No creo saber a qué esté atado y quien lo designe. Y me
reservo mis teorías para no entremezclar las propias creencias con lo real,
pero, puedo asegurar que uno se tropieza con la piedra hasta que aprende.
Los pasos que nos llevan hasta las piedras son tan
personales como inconscientes. Con miedo o sin él, dudosos o decididos, nos
paramos frente al camino, paso a paso. “Un tropezón no es caída” nos consuelan
la primera vez. Algunos toman esa experiencia como un aprendizaje al primer
error y continúan incluso con raspones en las rodillas. Otros caemos de manera
estrepitosa intentando frenarnos con las manos (Hagas lo que hagas, levantate).
Sólo con el dolor de la caída pudimos notar la presencia de aquella piedra y
muy confiados damos pasos firmes para seguir. La misma piedra, la caída un poco
más fuerte, un golpe que resuena (adentro, donde están los sentimientos).
Preguntarse a uno mismo puede atemorizar, es más fácil jurar un nunca más y
levantarse tembloroso. Pero el paso es más dificultoso, la piedra más grande,
las piernas más torpes, los ojos ciegos y ya la caída parece voluntaria. Un
poco ese dolor que sentimos lo padecemos, y otro poco lo apreciamos. ¿Qué está
tan bien aquel mal que no podemos (o queremos) seguir? ¿Acaso tenemos anudada
la piedra a los pies?
Siempre hay voces, conciencias que no son la nuestra, que
nos quieren ayudar, manos voluntarias que nos levantan, brazos que nos
abrazan mientras nos secan cuidadosas las lágrimas.
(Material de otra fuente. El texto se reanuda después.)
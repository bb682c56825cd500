use hollowmere_content::Item;
use hollowmere_npc::Disposition;

/// `base_value * merchant.markup * disposition_modifier * haggle_factor`,
/// rounded to the nearest gold piece. `haggle_factor` is the discount
/// (`0.8`) or penalty (`1.10`) flag left over from a prior haggle this visit.
pub fn buy_price(item: &Item, merchant_markup: f64, disposition: Disposition, haggle_factor: f64) -> u32 {
    let price = item.value as f64 * merchant_markup * disposition.price_modifier() * haggle_factor;
    price.round().max(0.0) as u32
}

/// `base_value * 0.5 * disposition_modifier`, rounded to the nearest gold
/// piece. Merchants never pay more than half an item's value back.
pub fn sell_price(item: &Item, disposition: Disposition) -> u32 {
    let price = item.value as f64 * 0.5 * disposition.price_modifier();
    price.round().max(0.0) as u32
}

#[cfg(test)]
mod tests {
    use super::*;
    use hollowmere_content::{Item, ItemType, Rarity};

    fn shortsword() -> Item {
        Item {
            id: "shortsword".into(),
            name: "Shortsword".into(),
            item_type: ItemType::Weapon,
            rarity: Rarity::Common,
            value: 10,
            stackable: false,
            damage_dice: Some("1d6".into()),
            ac_bonus: None,
            on_use_effect: None,
        }
    }

    #[test]
    fn matches_the_worked_example_in_the_spec() {
        // Gavin: markup 1.15, disposition +15 -> Friendly (0.9x), no haggle factor.
        let price = buy_price(&shortsword(), 1.15, Disposition::new(15), 1.0);
        assert_eq!(price, 10);
    }

    #[test]
    fn haggle_discount_lowers_price() {
        let price = buy_price(&shortsword(), 1.15, Disposition::new(0), 0.8);
        assert_eq!(price, (10.0 * 1.15 * 1.0 * 0.8_f64).round() as u32);
    }

    #[test]
    fn sell_price_is_half_value_times_disposition() {
        let price = sell_price(&shortsword(), Disposition::new(0));
        assert_eq!(price, 5);
    }
}
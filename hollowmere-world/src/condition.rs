use std::collections::HashSet;

use hollowmere_character::Character;
use hollowmere_content::ExitConditionKind;
use hollowmere_dice::{Advantage, Dice};

/// Everything outside the location graph itself that an exit condition or a
/// discovery probe might need to query. Implemented by the session crate so
/// `hollowmere-world` never depends on the quest/flag-owning types directly.
pub trait ConditionContext {
    fn has_flag(&self, flag: &str) -> bool;
    fn objective_complete(&self, quest_id: &str, objective_id: &str) -> bool;
    fn has_visited(&self, location_id: &str) -> bool;
}

/// A no-op context for callers (tests, tools) that only need item/gold/skill
/// checks and never reference flags or quest objectives.
pub struct NullContext;

impl ConditionContext for NullContext {
    fn has_flag(&self, _flag: &str) -> bool {
        false
    }
    fn objective_complete(&self, _quest_id: &str, _objective_id: &str) -> bool {
        false
    }
    fn has_visited(&self, _location_id: &str) -> bool {
        false
    }
}

/// Evaluates one exit condition against the character's current state.
/// Returns `Ok(())` on success or `Err(fail_message)` on failure.
pub fn evaluate(
    kind: &ExitConditionKind,
    character: &Character,
    dice: &mut Dice,
    ctx: &dyn ConditionContext,
) -> Result<(), ()> {
    let ok = match kind {
        ExitConditionKind::HasItem { item_id } => character.inventory.has(item_id),
        ExitConditionKind::Gold { amount } => character.gold >= *amount,
        ExitConditionKind::Visited { location_id } => ctx.has_visited(location_id),
        ExitConditionKind::Skill { ability, dc } => {
            let modifier = character
                .abilities
                .get(ability)
                .map(hollowmere_character::modifier)
                .unwrap_or(0)
                + character.proficiency_bonus();
            let result = dice.roll_d20(modifier, Advantage::Normal);
            result.total >= *dc
        }
        ExitConditionKind::Objective {
            quest_id,
            objective_id,
        } => ctx.objective_complete(quest_id, objective_id),
        ExitConditionKind::Flag { flag } => ctx.has_flag(flag),
    };
    if ok {
        Ok(())
    } else {
        Err(())
    }
}

/// Evaluates a scenario `discovery_condition` string of the form
/// `skill:<ability>:<dc>`, `has_item:<id>`, `level:<n>`, or
/// `visited:<loc_id>`.
pub fn check_discovery(
    condition: &str,
    character: &Character,
    dice: &mut Dice,
    visited_locations: &HashSet<String>,
) -> bool {
    let mut parts = condition.splitn(3, ':');
    let kind = parts.next().unwrap_or_default();
    match kind {
        "skill" => {
            let ability = parts.next().unwrap_or_default();
            let dc: i32 = parts.next().and_then(|s| s.parse().ok()).unwrap_or(i32::MAX);
            let modifier = character
                .abilities
                .get(ability)
                .map(hollowmere_character::modifier)
                .unwrap_or(0)
                + character.proficiency_bonus();
            dice.roll_d20(modifier, Advantage::Normal).total >= dc
        }
        "has_item" => {
            let item_id = parts.next().unwrap_or_default();
            character.inventory.has(item_id)
        }
        "level" => {
            let n: u32 = parts.next().and_then(|s| s.parse().ok()).unwrap_or(u32::MAX);
            character.level >= n
        }
        "visited" => {
            let location_id = parts.next().unwrap_or_default();
            visited_locations.contains(location_id)
        }
        _ => false,
    }
}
Y nosotros, enceguecidos,
lastimados, furiosos (con nosotros mismos) vacilamos y avanzamos. ¡Qué gran
soberbia! ¡Qué gran error! Nos atrevemos a avanzar sin enfrentar la pregunta
interior. Por supuesto, somos más fuertes. Por supuesto, caemos mejor. Pero
caemos, al fin. ¿Qué más le falta a este lacerado cuerpo sufrir para cuidarse?
¿Qué buscan estas ilusiones ciegas encontrar en el fondo del suelo al tropezar?
¿Qué están intentando estas ganas de fallar siempre igual? Con sollozos
caprichosos no se va a solucionar. Seguir sangrando por la herida no nos va a
curar. Para verlo primero hay que reconocerlo, para aprenderlo hay que
padecerlo.
Un poco locos, asustados, quebrados y con el orgullo herido
lo enfrentamos, la pregunta ¿Por qué apostamos por una piedra que no nos da un
lugar firme en el que pisar?
La respuesta es tuya. Es mía. Es suya. Es propia. No importa
qué ojos la vean si son los nuestros los que la deben aceptar. Algunos cobardes
acotan “la verdad duele”, deberían saber que más duele tropezarse con la
mentira una y otra vez.
No lo niego más, ya no vuelvo a tropezar. Esta batalla no la
gané, la aprendí. De esta guerra me llevo las heridas como lecciones de la vida.
No me asusta volver a errar, pero no vuelvo en esta vida a chocar contra esa
piedra, ya muy chica, ya muy obvia, ya muy resentida. Que vengan otros tiempos,
otros errores y otros aciertos. Que me jueguen las cartas del azar. Con el
cuerpo encogido de dolor, los ojos todavía húmedos de llorar, me voy, entendí
que se puede seguir el camino, se puede ver cuando uno decide mirar, se puede
enfrentar cuando se tiene el coraje suficiente de saber la verdad.
Los fallos
son nuestros, propios, seguirá tropezando quien vea culpable a la piedra.
La piedra no se va a mover de su lugar, no se va a achicar
para dejarte pasar, no va a cambiar para dejar de ser piedra. La piedra solo es
la experiencia que te va a quedar.
Te tropezarás, me dijo la vida, tantas veces como sean
necesarias para que entiendas qué grande sos y qué chica es la piedra.